As you can see, your body needs a constant supply of polyphenols and other antioxidants to continously eliminate free radicals from the body. Chocolate is one of the best places to get this supply.

This is where Elaine shoves Jerry: GET OUT! I mean, it’s a bit of a jump from “ANTIOXIDANTS GOOD and chocolate’s got ’em” to “chocolate is one of the best places to get this supply.” Oh but listen:

A bar of dark chocolate has twice the antioxidant content of a glass of red wine and seven times that of green tea. What about fruits and vegetables? They don’t even come close. Oranges have 750 antioxidant units per 100 grams, kale 1770. Blueberries, poster-children of the antioxidant world, have 2400. And dark chocolate? More than 13,000.

Of course, as Rowan points out quite clearly, the cocoa bean is actually the seed of a fruit. And when he says “dark chocolate,” he means the darker, the better—certainly not milk chocolate, so full of sugar and milk powder that the actual cocoa content may be quite minimal. His examination of the history of chocolate illuminates the path the seeds traveled that led to their being so heavily diluted with sugars and fats that it is practically impossible for a contemporary Westerner to think of chocolate as anything but dessert (ergo a wicked indulgence).

Also discussed is chocolate’s famed (and quite factual) mood-lifting power, containing as it does a number of brain-affecting chemical compounds, including caffeine (in minimal quantities, however), theobromine (another mild stimulant), seratonin, tryptophan, and PEA (phenylethylamine), a chemical which, “like speed and heroin…triggers the release of natural opiates in the brain, which brings on feelings of ecstasy.” As if that weren’t enough, there’s anandamide, a “pleasure chemical” found in chocolate that is “almost identical to the THC in marijuana.”

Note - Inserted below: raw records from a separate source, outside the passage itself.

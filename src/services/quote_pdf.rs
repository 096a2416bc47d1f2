// src/services/quote_pdf.rs

use genpdf::{Element, elements, style};
use image::Luma;
use qrcode::QrCode;

use crate::{
    common::error::AppError,
    models::{catalog::Product, quotes::QuoteRequest},
};

/// Gera o PDF de orçamento enviado ao cliente: cabeçalho da empresa, dados
/// do pedido e um QR Code apontando para a página pública do produto (ou do
/// site, quando não há produto associado).
#[derive(Clone)]
pub struct QuotePdfService {
    company_name: String,
    site_url: String,
}

impl QuotePdfService {
    pub fn new(company_name: String, site_url: String) -> Self {
        Self { company_name, site_url }
    }

    pub fn generate_quote_pdf(
        &self,
        quote: &QuoteRequest,
        product: Option<&Product>,
    ) -> Result<Vec<u8>, AppError> {
        // Carrega a fonte da pasta 'fonts/'
        let font_family = genpdf::fonts::from_files("./fonts", "Roboto", None)
            .map_err(|_| AppError::FontNotFound("Fonte não encontrada na pasta ./fonts".to_string()))?;

        let mut doc = genpdf::Document::new(font_family);
        doc.set_title(format!("Orçamento - {}", quote.customer_name));
        let mut decorator = genpdf::SimplePageDecorator::new();
        decorator.set_margins(10);
        doc.set_page_decorator(decorator);

        // --- CABEÇALHO ---
        doc.push(
            elements::Paragraph::new(self.company_name.clone())
                .styled(style::Style::new().bold().with_font_size(18)),
        );
        doc.push(
            elements::Paragraph::new("Soluções em GIS e Energia Solar")
                .styled(style::Style::new().with_font_size(10)),
        );

        doc.push(elements::Break::new(1.5));

        doc.push(
            elements::Paragraph::new(format!("SOLICITAÇÃO DE ORÇAMENTO #{}", quote.id))
                .styled(style::Style::new().bold().with_font_size(14)),
        );
        doc.push(elements::Paragraph::new(format!(
            "Data: {}",
            quote.created_at.format("%d/%m/%Y")
        )));

        doc.push(elements::Break::new(2));

        // --- DADOS DO CLIENTE ---
        let style_bold = style::Style::new().bold();

        let mut table = elements::TableLayout::new(vec![1, 3]);
        table.set_cell_decorator(elements::FrameCellDecorator::new(true, true, false));

        let mut push_row = |label: &str, value: String| {
            table
                .row()
                .element(elements::Paragraph::new(label).styled(style_bold))
                .element(elements::Paragraph::new(value))
                .push()
                .expect("Table row error");
        };

        push_row("Cliente", quote.customer_name.clone());
        push_row("E-mail", quote.email.clone());
        if let Some(phone) = &quote.phone {
            push_row("Telefone", phone.clone());
        }
        if let Some(interest) = &quote.product_interest {
            push_row("Interesse", interest.clone());
        }

        doc.push(table);
        doc.push(elements::Break::new(1));

        doc.push(elements::Paragraph::new("Mensagem:").styled(style_bold));
        doc.push(elements::Paragraph::new(quote.message.clone()));

        doc.push(elements::Break::new(2));

        // --- PRODUTO (quando o interesse casa com o catálogo) ---
        let qr_target = if let Some(product) = product {
            doc.push(elements::Paragraph::new("PRODUTO DE REFERÊNCIA").styled(style_bold));
            doc.push(elements::Paragraph::new(format!(
                "{} — R$ {:.2}",
                product.name, product.price
            )));
            doc.push(elements::Break::new(1));

            format!("{}/products/{}", self.site_url, product.slug)
        } else {
            self.site_url.clone()
        };

        // --- QR CODE ---
        let code = QrCode::new(qr_target.as_bytes())
            .map_err(|e| AppError::InternalServerError(anyhow::Error::msg(e.to_string())))?;

        let image_buffer = code.render::<Luma<u8>>().build();
        let dynamic_image = image::DynamicImage::ImageLuma8(image_buffer);

        let pdf_image = genpdf::elements::Image::from_dynamic_image(dynamic_image)
            .map_err(|e| AppError::InternalServerError(anyhow::Error::msg(e.to_string())))?
            .with_scale(genpdf::Scale::new(0.5, 0.5));

        doc.push(pdf_image);
        doc.push(
            elements::Paragraph::new(qr_target).styled(style::Style::new().with_font_size(8)),
        );

        // Renderiza para buffer em memória
        let mut buffer = Vec::new();
        doc.render(&mut buffer)
            .map_err(|e| AppError::InternalServerError(anyhow::Error::msg(e.to_string())))?;

        Ok(buffer)
    }
}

(Bonus children’s literature connection: according to this book, anandamide was named for the Sanskrit word for bliss. In junior high, I was dead set on naming my firstborn daughter “Ananda,” after the awesome dog—stay with me—in Madeleine L’Engle’s  novel, A Swiftly Tilting Planet. According to Mrs. L’Engle, the word meant “that joy in existence without which the universe would fall apart and collapse.” I thought that sounded like a pretty fine name for one’s child. A bit much to measure up to, perhaps, but I planned to call her Nan for short—an homage to Anne Shirley Blythe, of course.)

Anyway: Chocolate Unwrapped: fascinating book, another excellent source of discussion between my children and me, and exactly the justification I needed for my mid-afternoon daily dose. And, yes, for me, where chocolate is concerned, the mantra has always been: the darker, the better. Free radicals, begone.